Chemical and physical data
- Formula: C_{9}H_{10}FN_{3}O_{3}
- Molar mass: 227.195 g·mol^{−1}
- 3D model (JSmol): Interactive image;
- SMILES c1c(c(nc(=O)n1[C@@H]2C=C[C@@H](O2)CO)N)F;
- InChI InChI=1S/C9H10FN3O3/c10-6-3-13(9(15)12-8(6)11)7-2-1-5(4-14)16-7/h1-3,5,7,14H,4H2,(H2,11,12,15)/t5-,7+/m1/s1; Key:HSBKFSPNDWWPSL-VDTYLAMSSA-N;

= Elvucitabine =

Medication

Elvucitabine is an experimental drug being developed by Achillion Pharmaceuticals for the treatment of HIV infection. Elvucitabine belongs to a class of HIV drugs called nucleoside reverse transcriptase inhibitors (NRTIs). By blocking reverse transcriptase enzymes, NRTIs prevent HIV from multiplying and can reduce the amount of HIV in the body.

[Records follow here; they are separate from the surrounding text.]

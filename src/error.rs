//! Errors surfaced by a session

use std::io;

use crate::control::fixed_header::FixedHeaderError;
use crate::control::packet_type::PacketTypeError;
use crate::control::variable_header::ConnectReturnCode;
use crate::control::ControlType;
use crate::packet::PacketError;
use crate::topic_filter::TopicFilterError;
use crate::topic_name::TopicNameError;
use crate::QualityOfService;

/// Input rejected before any byte reaches the transport
#[derive(Debug, thiserror::Error)]
pub enum ValidationError {
    #[error("host must not be empty")]
    EmptyHost,
    #[error("client identifier must be 1 to 23 bytes, got {0}")]
    ClientIdentifierLength(usize),
    #[error("connect flags {0:#04X} announce payload sections that are never sent")]
    UnsupportedConnectFlags(u8),
    #[error(transparent)]
    InvalidTopicName(#[from] TopicNameError),
    #[error(transparent)]
    InvalidTopicFilter(#[from] TopicFilterError),
    #[error(transparent)]
    InvalidFlags(#[from] PacketTypeError),
    #[error("packet body of {0} bytes exceeds the maximum remaining length")]
    PacketTooLarge(usize),
    #[error("failed to encode packet: {0}")]
    Encoding(#[source] io::Error),
}

/// A received packet that does not answer the request in flight
#[derive(Debug, thiserror::Error)]
pub enum ProtocolViolation {
    #[error("expected {expected:?}, received {received:?}")]
    UnexpectedPacket { expected: ControlType, received: ControlType },
    #[error("{packet:?} must have remaining length {expected}, received {actual}")]
    RemainingLength {
        packet: ControlType,
        expected: u32,
        actual: u32,
    },
    #[error("{packet:?} echoed packet identifier {actual}, expected {expected}")]
    PacketIdentifier { packet: ControlType, expected: u16, actual: u16 },
    #[error("requested {requested:?}, broker granted {granted:#04X}")]
    GrantedQoS { requested: QualityOfService, granted: u8 },
}

#[derive(Debug, thiserror::Error)]
pub enum ClientError {
    #[error(transparent)]
    Validation(#[from] ValidationError),
    #[error(transparent)]
    Io(io::Error),
    #[error("transport timed out")]
    Timeout,
    #[error(transparent)]
    ProtocolViolation(#[from] ProtocolViolation),
    #[error("session is not connected")]
    NotConnected,
    #[error("malformed packet: {0}")]
    MalformedPacket(#[source] PacketError),
    #[error("connection rejected (session present: {session_present}, return code: {return_code:?})")]
    Rejected {
        session_present: bool,
        return_code: ConnectReturnCode,
    },
    #[error("session lock poisoned")]
    SessionPoisoned,
}

impl From<io::Error> for ClientError {
    fn from(err: io::Error) -> ClientError {
        match err.kind() {
            io::ErrorKind::TimedOut | io::ErrorKind::WouldBlock => ClientError::Timeout,
            _ => ClientError::Io(err),
        }
    }
}

impl From<PacketError> for ClientError {
    fn from(err: PacketError) -> ClientError {
        ClientError::MalformedPacket(err)
    }
}

impl From<FixedHeaderError> for ClientError {
    fn from(err: FixedHeaderError) -> ClientError {
        ClientError::MalformedPacket(PacketError::FixedHeaderError(err))
    }
}

impl From<TopicNameError> for ClientError {
    fn from(err: TopicNameError) -> ClientError {
        ClientError::Validation(err.into())
    }
}

impl From<TopicFilterError> for ClientError {
    fn from(err: TopicFilterError) -> ClientError {
        ClientError::Validation(err.into())
    }
}

#[cfg(test)]
mod test {
    use super::*;

    #[test]
    fn timeouts_are_not_io_errors() {
        let err: ClientError = io::Error::new(io::ErrorKind::WouldBlock, "read timed out").into();
        assert!(matches!(err, ClientError::Timeout));

        let err: ClientError = io::Error::from(io::ErrorKind::TimedOut).into();
        assert!(matches!(err, ClientError::Timeout));

        let err: ClientError = io::Error::from(io::ErrorKind::ConnectionReset).into();
        assert!(matches!(err, ClientError::Io(ref e) if e.kind() == io::ErrorKind::ConnectionReset));
    }

    #[test]
    fn decode_io_errors_are_malformed() {
        let err: ClientError = PacketError::IoError(io::Error::from(io::ErrorKind::UnexpectedEof)).into();
        assert!(matches!(err, ClientError::MalformedPacket(_)));
    }
}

Elvucitabine is similar in chemical structure to the FDA-approved NRTIs lamivudine (Epivir) and emtricitabine (Emtriva). However, in vitro studies have suggested that elvucitabine may affect certain HIV strains resistant to these other NRTIs. Studies have also suggested that elvucitabine may be effective against hepatitis B virus (HBV).

As of 2008, elvucitabine was in Phase II clinical trials.